WHAT YOU HAVE TO DO
Up to and including the line with "#[derive(Debug, Clone, Copy, PartialEq, Eq, Default)]", return every line from the start of the entries below exactly.

--- MATERIAL FOR THE TASK ---

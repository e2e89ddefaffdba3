//! Schema and compatibility validation.
//!
//! Structural checks run on the raw document and are batched: every
//! violation is collected before reporting, so one edit cycle fixes all of
//! them. Live checks call out to an injected tool-discovery collaborator:
//! the availability probe runs in both modes (an agent must never claim a
//! non-optional skill it cannot reach), while the cached-schema drift
//! comparison runs only in strict mode.

use super::types::{AgentConfig, SkillEntry};
use crate::error::{PipelineError, PipelineResult, SkillWarning, Violation};
use async_trait::async_trait;
use serde_json::Value;
use std::collections::HashSet;
use std::time::Duration;
use tracing::{debug, warn};

/// Validation strictness.
#[derive(Debug, Clone, Copy, PartialEq, Eq, Default)]
pub enum ValidationMode {
    /// Trust cached schemas as-is; only structural and availability checks.
    #[default]
    Lenient,
    /// Additionally compare cached schema snapshots against live schemas.
    Strict,
}

/// Result of asking the tool-discovery collaborator for a skill's schemas.
#[derive(Debug, Clone)]
pub enum SchemaFetch {
    Available {
        input_schema: Option<Value>,
        output_schema: Option<Value>,
    },
    Unavailable,
}

/// Capability exposed by the excluded tool-integration layer.
///
/// The pipeline never constructs this itself; callers that want live checks
/// inject an implementation backed by their MCP transport.
#[async_trait]
pub trait SchemaFetcher: Send + Sync {
    async fn fetch_schema(&self, skill: &SkillEntry) -> SchemaFetch;
}

const DEFAULT_FETCH_TIMEOUT: Duration = Duration::from_secs(10);

/// Document validator.
pub struct Validator<'a> {
    mode: ValidationMode,
    fetcher: Option<&'a dyn SchemaFetcher>,
    fetch_timeout: Duration,
}

impl<'a> Validator<'a> {
    pub fn new(mode: ValidationMode) -> Self {
        Self {
            mode,
            fetcher: None,
            fetch_timeout: DEFAULT_FETCH_TIMEOUT,
        }
    }

    /// Attach the tool-discovery collaborator. Without one, live checks are
    /// skipped entirely (offline validation).
    pub fn with_fetcher(mut self, fetcher: &'a dyn SchemaFetcher) -> Self {
        self.fetcher = Some(fetcher);
        self
    }

    /// Timeout applied to each schema fetch; a timed-out fetch is treated
    /// the same as an unreachable endpoint.
    pub fn with_fetch_timeout(mut self, timeout: Duration) -> Self {
        self.fetch_timeout = timeout;
        self
    }

    /// Validate a resolved document and decode it.
    ///
    /// Returns the typed configuration and any degraded-skill warnings, or
    /// the first fatal error per the pipeline's propagation policy.
    pub async fn validate(
        &self,
        doc: &Value,
    ) -> PipelineResult<(AgentConfig, Vec<SkillWarning>)> {
        let violations = check_structure(doc);
        if !violations.is_empty() {
            return Err(PipelineError::SchemaViolations(violations));
        }

        let config = AgentConfig::from_document(doc)?;
        let warnings = self.check_live(&config).await?;
        Ok((config, warnings))
    }

    /// Availability probe for every skill, plus drift comparison in strict
    /// mode. Fetches run sequentially; order carries no meaning.
    async fn check_live(&self, config: &AgentConfig) -> PipelineResult<Vec<SkillWarning>> {
        let Some(fetcher) = self.fetcher else {
            debug!("No schema fetcher supplied; skipping live checks");
            return Ok(Vec::new());
        };

        let mut warnings = Vec::new();

        for skill in &config.agent_card.skills {
            let fetched =
                match tokio::time::timeout(self.fetch_timeout, fetcher.fetch_schema(skill)).await {
                    Ok(fetched) => fetched,
                    Err(_) => {
                        debug!(skill = %skill.id, "Schema fetch timed out");
                        SchemaFetch::Unavailable
                    }
                };

            match fetched {
                SchemaFetch::Unavailable => {
                    if skill.optional {
                        warn!(skill = %skill.id, "Optional skill unavailable; continuing without it");
                        warnings.push(SkillWarning {
                            skill_id: skill.id.clone(),
                            message: "optional skill endpoint is unreachable".to_string(),
                        });
                    } else {
                        return Err(PipelineError::RequiredSkillUnavailable(skill.id.clone()));
                    }
                }
                SchemaFetch::Available {
                    input_schema,
                    output_schema,
                } => {
                    if self.mode == ValidationMode::Strict {
                        check_drift(skill, &skill.input_schema, &input_schema)?;
                        check_drift(skill, &skill.output_schema, &output_schema)?;
                    }
                }
            }
        }

        Ok(warnings)
    }
}

/// Compare a cached schema snapshot against the live schema.
///
/// Only skills carrying a cached snapshot participate; equality is the
/// structural equality of the value trees, which ignores mapping key order.
fn check_drift(
    skill: &SkillEntry,
    cached: &Option<Value>,
    live: &Option<Value>,
) -> PipelineResult<()> {
    let Some(cached) = cached else {
        return Ok(());
    };
    if live.as_ref() != Some(cached) {
        return Err(PipelineError::SchemaDrift {
            skill_id: skill.id.clone(),
            cached: cached.clone(),
            live: live.clone().unwrap_or(Value::Null),
        });
    }
    Ok(())
}

/// Structural checks, both modes. Collects every violation instead of
/// stopping at the first.
pub fn check_structure(doc: &Value) -> Vec<Violation> {
    let mut violations = Vec::new();

    let card = doc.get("agent_card");
    match card {
        None => violations.push(Violation::new("agent_card", "required section is missing")),
        Some(card) if !card.is_object() => {
            violations.push(Violation::new("agent_card", "must be a mapping"));
        }
        Some(card) => {
            match card.get("name").and_then(Value::as_str) {
                Some(name) if !name.trim().is_empty() => {}
                Some(_) => violations.push(Violation::new("agent_card.name", "must not be empty")),
                None => violations.push(Violation::new(
                    "agent_card.name",
                    "required field is missing",
                )),
            }

            match card.get("skills") {
                None => violations.push(Violation::new(
                    "agent_card.skills",
                    "required field is missing",
                )),
                Some(Value::Array(skills)) => check_skills(skills, &mut violations),
                Some(_) => {
                    violations.push(Violation::new("agent_card.skills", "must be a sequence"));
                }
            }
        }
    }

    if let Some(deployment) = doc.get("deployment") {
        if !deployment.is_object() {
            violations.push(Violation::new("deployment", "must be a mapping"));
        } else if deployment
            .get("llm")
            .and_then(|llm| llm.get("model"))
            .and_then(Value::as_str)
            .filter(|m| !m.trim().is_empty())
            .is_none()
        {
            violations.push(Violation::new(
                "deployment.llm.model",
                "required field is missing",
            ));
        }
    }

    violations
}

fn check_skills(skills: &[Value], violations: &mut Vec<Violation>) {
    let mut seen_ids: HashSet<&str> = HashSet::new();

    for (i, skill) in skills.iter().enumerate() {
        let path = format!("agent_card.skills[{i}]");

        if !skill.is_object() {
            violations.push(Violation::new(path, "skill entry must be a mapping"));
            continue;
        }

        match skill.get("id").and_then(Value::as_str) {
            Some(id) if !id.trim().is_empty() => {
                if !seen_ids.insert(id) {
                    violations.push(Violation::new(
                        format!("{path}.id"),
                        format!("duplicate skill id '{id}'"),
                    ));
                }
            }
            Some(_) => violations.push(Violation::new(format!("{path}.id"), "must not be empty")),
            None => violations.push(Violation::new(
                format!("{path}.id"),
                "required field is missing",
            )),
        }

        // Shape is required even for optional skills; only runtime
        // reachability is allowed to degrade.
        match skill.get("mcp_config") {
            Some(cfg) if cfg.is_object() => {}
            Some(_) => violations.push(Violation::new(
                format!("{path}.mcp_config"),
                "must be a mapping",
            )),
            None => violations.push(Violation::new(
                format!("{path}.mcp_config"),
                "required field is missing",
            )),
        }
    }
}

#[cfg(test)]
mod tests {
    use super::*;
    use serde_json::json;

    fn valid_doc() -> Value {
        json!({
            "agent_card": {
                "name": "Test Agent",
                "skills": [{
                    "id": "mcp_tool1",
                    "name": "tool1",
                    "mcp_config": {"transport": "stdio", "command": "tool1"}
                }]
            },
            "deployment": {"llm": {"model": "claude-3-5-sonnet-20241022"}}
        })
    }

    #[test]
    fn test_valid_document_has_no_violations() {
        assert!(check_structure(&valid_doc()).is_empty());
    }

    #[test]
    fn test_violations_are_batched() {
        // Missing name AND empty skill id: both reported at once.
        let doc = json!({
            "agent_card": {
                "skills": [{"id": "", "mcp_config": {"transport": "stdio", "command": "x"}}]
            }
        });
        let violations = check_structure(&doc);
        assert_eq!(violations.len(), 2);
        assert_eq!(violations[0].path, "agent_card.name");
        assert_eq!(violations[1].path, "agent_card.skills[0].id");
    }

    #[test]
    fn test_missing_mcp_config_flagged() {
        let doc = json!({
            "agent_card": {"name": "A", "skills": [{"id": "mcp_a", "optional": true}]}
        });
        let violations = check_structure(&doc);
        assert_eq!(violations.len(), 1);
        assert_eq!(violations[0].path, "agent_card.skills[0].mcp_config");
    }

    #[test]
    fn test_duplicate_skill_ids_flagged() {
        let doc = json!({
            "agent_card": {
                "name": "A",
                "skills": [
                    {"id": "mcp_a", "mcp_config": {"transport": "stdio", "command": "a"}},
                    {"id": "mcp_a", "mcp_config": {"transport": "stdio", "command": "b"}}
                ]
            }
        });
        let violations = check_structure(&doc);
        assert_eq!(violations.len(), 1);
        assert!(violations[0].reason.contains("duplicate"));
    }

    #[test]
    fn test_deployment_requires_model() {
        let doc = json!({
            "agent_card": {"name": "A", "skills": []},
            "deployment": {"llm": {"temperature": 0.5}}
        });
        let violations = check_structure(&doc);
        assert_eq!(violations.len(), 1);
        assert_eq!(violations[0].path, "deployment.llm.model");
    }

    #[test]
    fn test_absent_deployment_is_fine() {
        let doc = json!({"agent_card": {"name": "A", "skills": []}});
        assert!(check_structure(&doc).is_empty());
    }

    #[tokio::test]
    async fn test_validate_without_fetcher_is_structural_only() {
        let validator = Validator::new(ValidationMode::Strict);
        let (config, warnings) = validator.validate(&valid_doc()).await.unwrap();
        assert_eq!(config.agent_card.name, "Test Agent");
        assert!(warnings.is_empty());
    }

    #[tokio::test]
    async fn test_validate_reports_all_structural_violations() {
        let doc = json!({"agent_card": {"skills": [{"id": ""}]}});
        let err = Validator::new(ValidationMode::Lenient)
            .validate(&doc)
            .await
            .unwrap_err();
        // empty id + missing name + missing mcp_config
        assert_eq!(err.violations().len(), 3);
    }
}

---

COMPLETED EXERCISE
repository e2e89ddefaffdba3
//! Schema and compatibility validation.
//!
//! Structural checks run on the raw document and are batched: every
//! violation is collected before reporting, so one edit cycle fixes all of
//! them. Live checks call out to an injected tool-discovery collaborator:
//! the availability probe runs in both modes (an agent must never claim a
//! non-optional skill it cannot reach), while the cached-schema drift
//! comparison runs only in strict mode.

use super::types::{AgentConfig, SkillEntry};
use crate::error::{PipelineError, PipelineResult, SkillWarning, Violation};
use async_trait::async_trait;
use serde_json::Value;
use std::collections::HashSet;
use std::time::Duration;
use tracing::{debug, warn};

/// Validation strictness.
#[derive(Debug, Clone, Copy, PartialEq, Eq, Default)]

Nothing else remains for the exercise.